O défice de participação da sociedade civil portuguesa é o primeiro responsável pelo "estado da nação". A política, economia e cultura oficiais são essencialmente caracterizadas pelos estigmas de uma classe restrita e pouco representativa das reais motivações, interesses e carências da sociedade real, e assim continuarão enquanto a sociedade civil, por omissão, o permitir. Este "sítio" pretendendo estimular a participação da sociedade civil, embora restrito no tema "Armação de Pêra", tem uma abrangência e vocação nacionais, pelo que constitui, pela sua própria natureza, uma visita aos males gerais que determinaram e determinam o nosso destino comum.

quinta-feira, 30 de maio de 2013

O TEMPO E A MEMÓRIA por MÁRIO SOARES, in "DN" em 28 Maio 2013

Um Governo a cair aos poucos

1-O Governo de Passos Coelho está completamente paralisado, sem estratégia e sem que os ministros se entendam. Só dialoga com a troika, com a subserviência conhecida, perante os autocratas que a constituem. Ninguém sabe de quem realmente dependem.

Mas é um Governo teimoso, porque o Presidente da República, isolado, no seu palácio, contra a população que o elegeu e cada vez mais o critica, considera, estranhamente, legítimo, o Governo. Só por ter sido, há dois anos, eleito, com um programa de promessas que não tem qualquer correspondência com o que tem vindo a fazer?

No sábado passado houve uma grande manifestação - empurrada e contida por um montão de polícias - em que, sendo inicialmente contra o Governo de Passos Coelho, a personalidade mais vaiada foi o Presidente Cavaco Silva.

Quer isto dizer que a crise que nos afeta não é só financeira e económica, é também política - assim o quer o Senhor Presidente -, social e ética. Uma crise de regime, se Cavaco Silva teimar em ser ele - ou parecer - a mandar no Governo, contra os termos da Constituição da República que jurou e que o Governo conscientemente ignora.

Atenção, porque uma tal crise apavora os mercados, que vão começar a fugir. Serão os primeiros a fazê-lo, com as consequências que daí advirão. O Senhor Presidente não deve ignorar esta perigosíssima situação e por isso tem de agir, quanto antes, contra este Governo que ninguém quer nem respeita. Senão será seu cúmplice.

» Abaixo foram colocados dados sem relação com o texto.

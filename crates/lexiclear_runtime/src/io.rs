//! Reading and writing the files Lexiclear works with.
//!
//! Every error names the file it came from through its
//! [`ErrorContext`] source, and the operation as a frame.

use std::fs;
use std::path::{Path, PathBuf};

use lexiclear_foundation::{Error, ErrorContext, ErrorKind, Result};
use lexiclear_matcher::LexiconTagger;
use lexiclear_vocabulary::Vocabulary;
use tracing::{debug, info};

use crate::config::Settings;

/// Extension forced onto exported files.
const EXPORT_EXTENSION: &str = "txt";

const LOAD_VOCABULARY: &str = "load vocabulary";
const LOAD_LEXICON: &str = "load lexicon";

/// Reads a text to check.
///
/// # Errors
///
/// Returns an error if the extension is not allowed, the file cannot be
/// read as UTF-8, or it holds more than `settings.max_characters`
/// characters.
pub fn read_text(path: impl AsRef<Path>, settings: &Settings) -> Result<String> {
    let path = path.as_ref();
    let extension = path
        .extension()
        .and_then(|e| e.to_str())
        .unwrap_or_default();

    if !settings.allows_extension(extension) {
        return Err(Error::new(ErrorKind::UnsupportedFormat {
            extension: extension.to_string(),
            allowed: settings.allowed_extensions.join(", "),
        })
        .with_context(context(path, "read text")));
    }

    let text = fs::read_to_string(path)
        .map_err(|e| Error::io(format!("failed to read file '{}': {e}", path.display())).with_context(context(path, "read text")))?;

    let length = text.chars().count();
    if length > settings.max_characters {
        return Err(Error::new(ErrorKind::TextTooLong {
            length,
            limit: settings.max_characters,
        })
        .with_context(context(path, "read text")));
    }

    debug!(path = %path.display(), length, "text loaded");
    Ok(text)
}

/// Writes an exported text, appending `.txt` when the path lacks it.
///
/// Returns the path actually written.
///
/// # Errors
///
/// Returns an error if the file cannot be written.
pub fn write_text(path: impl AsRef<Path>, text: &str) -> Result<PathBuf> {
    let path = export_path(path.as_ref());
    fs::write(&path, text).map_err(|e| {
        Error::io(format!("failed to write file '{}': {e}", path.display())).with_context(context(&path, "export text"))
    })?;
    info!(path = %path.display(), bytes = text.len(), "text exported");
    Ok(path)
}

/// The path an export to `path` lands at.
#[must_use]
pub fn export_path(path: &Path) -> PathBuf {
    let has_extension = path
        .extension()
        .is_some_and(|e| e.eq_ignore_ascii_case(EXPORT_EXTENSION));
    if has_extension {
        path.to_path_buf()
    } else {
        let mut name = path.as_os_str().to_os_string();
        name.push(".");
        name.push(EXPORT_EXTENSION);
        PathBuf::from(name)
    }
}

/// Loads a vocabulary document.
///
/// # Errors
///
/// Returns an error if the file cannot be read or is not a valid
/// vocabulary.
pub fn load_vocabulary(path: impl AsRef<Path>) -> Result<Vocabulary> {
    let path = path.as_ref();
    let bytes = read_bytes(path, LOAD_VOCABULARY)?;
    Vocabulary::from_json(&bytes).map_err(|e| e.with_context(context(path, LOAD_VOCABULARY)))
}

/// Saves a vocabulary document.
///
/// # Errors
///
/// Returns an error if encoding fails or the file cannot be written.
pub fn save_vocabulary(path: impl AsRef<Path>, vocabulary: &Vocabulary) -> Result<()> {
    let path = path.as_ref();
    let json = vocabulary.to_json().map_err(|e| e.with_context(context(path, "save vocabulary")))?;
    fs::write(path, json).map_err(|e| {
        Error::io(format!("failed to write file '{}': {e}", path.display())).with_context(context(path, "save vocabulary"))
    })
}

/// Loads a tagger lexicon.
///
/// # Errors
///
/// Returns an error if the file cannot be read or is not a valid lexicon.
pub fn load_lexicon(path: impl AsRef<Path>) -> Result<LexiconTagger> {
    let path = path.as_ref();
    let bytes = read_bytes(path, LOAD_LEXICON)?;
    LexiconTagger::from_json(&bytes).map_err(|e| e.with_context(context(path, LOAD_LEXICON)))
}

fn read_bytes(path: &Path, operation: &str) -> Result<Vec<u8>> {
    fs::read(path)
        .map_err(|e| Error::io(format!("failed to read file '{}': {e}", path.display())).with_context(context(path, operation)))
}

/// Names the file and the operation an error came from.
pub(crate) fn context(path: &Path, operation: &str) -> ErrorContext {
    ErrorContext::new()
        .with_source(path.display().to_string())
        .with_frame(operation)
}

É caso para se pensar: estará o Senhor Presidente Cavaco Silva a ser chantageado, como tem sido o ministro Paulo Portas, e daí os seus ziguezagues políticos? Não quero acreditar. Mas de qualquer modo o Presidente deve refletir e mudar rapidamente, porque está a seguir um caminho errado e muito perigoso. Para o País e para ele.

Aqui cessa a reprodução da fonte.